As the most popular President of Venezuela for the last 14 years, Chavez’s accomplishments were legion. Not only did he transform Venezuela into a socialist welfare state overnight, but he also led the Latin American Revolution on a continental scale – a revolution which liberated 12 countries in the region from U.S. imperialist domination. This accomplishment made Chavez an international hero to people in the Global South and North, who looked to him as an example and inspiration in their struggle against Western neocolonialism.
Since its inception, Venezuela had been dominated by a rich white élite descended from Europeans who ruled over a poor indigenous, mestizo, and Afro-Venezuelan majority. This U.S.-backed élite monopolized wealth and power and kept more than 50% of Venezuelans mired in poverty even though their country had become the world’s fifth biggest oil producer. With Washington’s support, the Venezuelan upper class proved to be one of the most corrupt in the world, looting the country’s oil wealth for 40 years. When the people protested, they were killed, as in the Caracazo massacre in 1989 when security forces slaughtered 3,000 people. Because of this brutal repression and imposed poverty, a popular movement arose and spread, eventually electing Hugo Chavez the country’s President in 1998. Chavez then launched the Bolivarian Revolution, which turned out to be the forerunner of the broader Latin American Revolution.
A former army colonel, Chavez came from a poor family and was part indigenous and part Afro-Venezuelan. He was elected President four times, and by the largest majority in 40 years.
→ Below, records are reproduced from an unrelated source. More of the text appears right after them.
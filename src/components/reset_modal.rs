use yew::prelude::*;

#[derive(Properties, PartialEq, Clone)]
pub struct ResetModalProps {
    pub show: bool,
    pub on_cancel: Callback<()>,
    pub on_confirm: Callback<()>,
}

#[function_component]
pub fn ResetModal(props: &ResetModalProps) -> Html {
    if !props.show {
        return html! {};
    }
    let cancel_cb = {
        let cb = props.on_cancel.clone();
        Callback::from(move |_| cb.emit(()))
    };
    let confirm_cb = {
        let cb = props.on_confirm.clone();
        Callback::from(move |_| cb.emit(()))
    };
    html! {
        <div style="position:absolute; inset:0; background:rgba(0,0,0,0.55); backdrop-filter:blur(2px); display:flex; align-items:center; justify-content:center; z-index:200;">
            <div style="width:360px; max-width:90%; background:#161b22; border:1px solid #30363d; border-radius:12px; padding:18px 20px 16px 20px; display:flex; flex-direction:column; gap:14px;">
                <div style="font-size:16px; font-weight:600;">{"Reset Progress"}</div>
                <div style="font-size:13px; line-height:1.4; opacity:0.85;">
                    {"This will erase your coins, ore and pickaxes and delete the save. This cannot be undone. Are you sure you want to reset?"}
                </div>
                <div style="display:flex; gap:10px; justify-content:flex-end;">
                    <button onclick={cancel_cb} style="min-width:90px;">{"Cancel"}</button>
                    <button onclick={confirm_cb} style="min-width:110px; background:#b62324; border:1px solid #da3633;">{"Confirm Reset"}</button>
                </div>
            </div>
        </div>
    }
}
pub mod ledger;
pub mod market;
pub mod mining;
pub mod shop;

pub use ledger::{push_log, recent};
pub use market::{InventoryRow, inventory_rows, sell_all};
pub use mining::{MineReport, mine};
pub use shop::{OfferStatus, ShopRow, buy_tool, shop_rows};
use crate::util::format_coins;
use yew::prelude::*;

#[derive(Properties, PartialEq, Clone)]
pub struct StatsPanelProps {
    pub balance: f64,
    pub tool_name: &'static str,
    pub tool_power: f64,
    pub save_status: &'static str,
}

#[function_component]
pub fn StatsPanel(props: &StatsPanelProps) -> Html {
    let row_style = "display:flex; align-items:center; gap:8px;"; // icon | label | value
    let icon_style = "width:20px; text-align:center; flex-shrink:0;";
    let label_style = "flex:1; font-weight:500;";
    let value_style =
        "min-width:70px; text-align:right; font-variant-numeric:tabular-nums; font-weight:600;";
    html! {
        <div style="background:rgba(22,27,34,0.9); border:1px solid #30363d; border-radius:8px; padding:10px 14px; min-width:230px; display:flex; flex-direction:column; gap:10px; font-size:14px;">
            <div style={row_style}>
                <span style={format!("{} color:#d4af37;", icon_style)}>{"🪙"}</span>
                <span style={format!("{} color:#d4af37;", label_style)}>{"Coins"}</span>
                <span style={format!("{} color:#d4af37;", value_style)}>{ format_coins(props.balance.round()) }</span>
            </div>
            <div style={row_style}>
                <span style={format!("{} color:#58a6ff;", icon_style)}>{"⛏"}</span>
                <span style={format!("{} color:#58a6ff;", label_style)}>{ props.tool_name }</span>
                <span style={format!("{} color:#58a6ff;", value_style)}>{ format!("×{}", props.tool_power) }</span>
            </div>
            <div style="font-size:11px; opacity:0.7;">{ format!("Save: {}", props.save_status) }</div>
        </div>
    }
}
Including regional contests, the Chavez government won a total of 16 elections. Determined to end what he called the reign of “savage capitalism,” Chavez redistributed Venezuela’s wealth by massively expanding free health care and education, and through land reform and public subsidies. These social reforms angered the United States, which tried three times to get rid of him – once through a failed military coup, then through fomenting an oil strike and other economic attacks, and then by a bungled assassination attempt.
Before Chavez, more than half the people in Venezuela lived in poverty, a figure that he had succeeded in reducing by half before his death. He instituted free universal health care and free education, raising the country’s literacy rate to an astonishing 100%. He implemented land reforms and created government supermarkets which cut the cost of food by 40%. Before these major social improvements, 70% of Venezuelans had no access to basic medical care, and 40% of them were illiterate. Chavez also increased the minimum wage by more than 600%, reduced unemployment from 20% to 6%, and moved Venezuela up four positions in the United Nations Human Development Index.
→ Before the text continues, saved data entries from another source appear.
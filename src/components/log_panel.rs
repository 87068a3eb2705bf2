use yew::prelude::*;

#[derive(Properties, PartialEq, Clone)]
pub struct LogPanelProps {
    pub entries: Vec<String>,
}

#[function_component]
pub fn LogPanel(props: &LogPanelProps) -> Html {
    html! {<div style="background:#1c2128; border:1px solid #30363d; border-radius:8px; padding:6px 8px; min-width:260px; font-size:12px; line-height:1.3;">
        { for props.entries.iter().map(|e| html!{ <div>{ e.clone() }</div> }) }
    </div>}
}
A major emphasis of the Bolivarian Revolution was on improving health care for the Venezuelan people, and the Chavez government built thousands of new clinics, hospitals, and diagnostic centres across the country. The government’s health care program is called Mission Barrio Adentro, which means “inside the neighbourhood.” This health care program has treated and cared for 24 million patients out of a population of 26 million. The program has sent doctors into urban shantytowns and rural villages that had rarely before seen medical practitioners. When initially some Venezuelan doctors refused to go to these remote regions, the Chavez government brought in 46,000 Cuban doctors willing to travel anywhere. Since then, the Venezuelan doctors have joined their fellow Cuban physicians in visiting all the isolated communities.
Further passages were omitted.